━━━ SUPPLIED INFORMATION

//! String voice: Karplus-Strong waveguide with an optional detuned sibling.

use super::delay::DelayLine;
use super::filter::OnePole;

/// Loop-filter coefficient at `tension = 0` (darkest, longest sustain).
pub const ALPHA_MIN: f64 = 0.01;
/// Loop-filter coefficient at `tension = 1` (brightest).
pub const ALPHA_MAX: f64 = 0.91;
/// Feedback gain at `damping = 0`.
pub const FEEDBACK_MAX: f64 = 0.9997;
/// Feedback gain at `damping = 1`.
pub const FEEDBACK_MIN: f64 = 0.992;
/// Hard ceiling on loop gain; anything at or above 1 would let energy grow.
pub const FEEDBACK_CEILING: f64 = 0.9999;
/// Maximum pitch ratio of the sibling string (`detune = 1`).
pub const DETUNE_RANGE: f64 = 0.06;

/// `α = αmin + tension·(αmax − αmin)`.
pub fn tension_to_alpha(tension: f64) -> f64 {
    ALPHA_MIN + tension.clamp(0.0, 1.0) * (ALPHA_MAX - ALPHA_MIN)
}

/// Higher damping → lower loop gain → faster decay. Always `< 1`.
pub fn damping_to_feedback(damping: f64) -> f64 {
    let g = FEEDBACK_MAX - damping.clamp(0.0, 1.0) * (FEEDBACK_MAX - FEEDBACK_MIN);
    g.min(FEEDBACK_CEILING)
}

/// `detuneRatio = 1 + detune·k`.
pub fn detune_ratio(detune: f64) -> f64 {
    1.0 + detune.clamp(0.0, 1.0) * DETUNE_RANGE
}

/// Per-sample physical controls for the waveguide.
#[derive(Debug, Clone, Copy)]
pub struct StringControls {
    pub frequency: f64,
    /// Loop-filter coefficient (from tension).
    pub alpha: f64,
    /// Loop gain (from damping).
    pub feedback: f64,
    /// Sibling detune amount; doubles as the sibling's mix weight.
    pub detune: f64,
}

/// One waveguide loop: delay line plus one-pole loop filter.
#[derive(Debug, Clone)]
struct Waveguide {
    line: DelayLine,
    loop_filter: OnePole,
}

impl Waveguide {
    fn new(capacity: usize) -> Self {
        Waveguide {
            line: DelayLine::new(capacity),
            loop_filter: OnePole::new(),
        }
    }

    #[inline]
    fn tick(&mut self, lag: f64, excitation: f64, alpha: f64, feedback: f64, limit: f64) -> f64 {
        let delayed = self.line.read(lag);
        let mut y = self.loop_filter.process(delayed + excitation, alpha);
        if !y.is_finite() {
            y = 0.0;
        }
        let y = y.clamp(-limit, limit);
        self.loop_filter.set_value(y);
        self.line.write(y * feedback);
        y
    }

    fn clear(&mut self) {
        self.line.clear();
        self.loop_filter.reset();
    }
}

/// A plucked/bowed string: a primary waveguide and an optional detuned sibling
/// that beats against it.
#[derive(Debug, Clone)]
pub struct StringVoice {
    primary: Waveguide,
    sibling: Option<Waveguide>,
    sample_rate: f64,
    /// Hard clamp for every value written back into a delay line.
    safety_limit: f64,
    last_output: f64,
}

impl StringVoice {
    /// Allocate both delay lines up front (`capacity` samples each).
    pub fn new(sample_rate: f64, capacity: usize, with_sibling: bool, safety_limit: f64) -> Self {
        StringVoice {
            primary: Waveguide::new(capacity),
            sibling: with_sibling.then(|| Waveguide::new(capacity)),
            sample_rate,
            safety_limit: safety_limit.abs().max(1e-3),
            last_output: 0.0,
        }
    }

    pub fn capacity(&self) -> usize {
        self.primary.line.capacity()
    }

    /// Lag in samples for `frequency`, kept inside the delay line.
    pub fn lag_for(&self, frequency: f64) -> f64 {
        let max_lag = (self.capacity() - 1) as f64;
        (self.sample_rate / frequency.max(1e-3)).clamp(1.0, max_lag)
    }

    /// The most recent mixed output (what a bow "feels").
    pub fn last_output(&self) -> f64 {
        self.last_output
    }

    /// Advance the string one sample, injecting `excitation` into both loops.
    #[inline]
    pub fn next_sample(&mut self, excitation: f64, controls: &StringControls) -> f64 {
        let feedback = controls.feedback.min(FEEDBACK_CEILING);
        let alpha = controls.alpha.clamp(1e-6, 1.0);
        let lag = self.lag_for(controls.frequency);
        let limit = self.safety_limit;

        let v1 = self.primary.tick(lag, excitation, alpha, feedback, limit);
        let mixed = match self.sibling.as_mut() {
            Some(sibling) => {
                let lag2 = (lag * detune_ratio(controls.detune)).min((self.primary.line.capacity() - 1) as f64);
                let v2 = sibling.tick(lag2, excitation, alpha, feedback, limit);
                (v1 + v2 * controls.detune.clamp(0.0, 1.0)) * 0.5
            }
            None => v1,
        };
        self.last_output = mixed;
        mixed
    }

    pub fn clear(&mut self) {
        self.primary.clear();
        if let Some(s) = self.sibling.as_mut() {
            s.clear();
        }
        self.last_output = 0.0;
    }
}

━━━━━━

WORK TASK: Write out again, unchanged, every line from the line containing "(v1 + v2 * controls.detune.clamp(0.0, 1.0))" to the final line of the material above.

TASK ANSWER:
                (v1 + v2 * controls.detune.clamp(0.0, 1.0)) * 0.5
            }
            None => v1,
        };
        self.last_output = mixed;
        mixed
    }

    pub fn clear(&mut self) {
        self.primary.clear();
        if let Some(s) = self.sibling.as_mut() {
            s.clear();
        }
        self.last_output = 0.0;
    }
}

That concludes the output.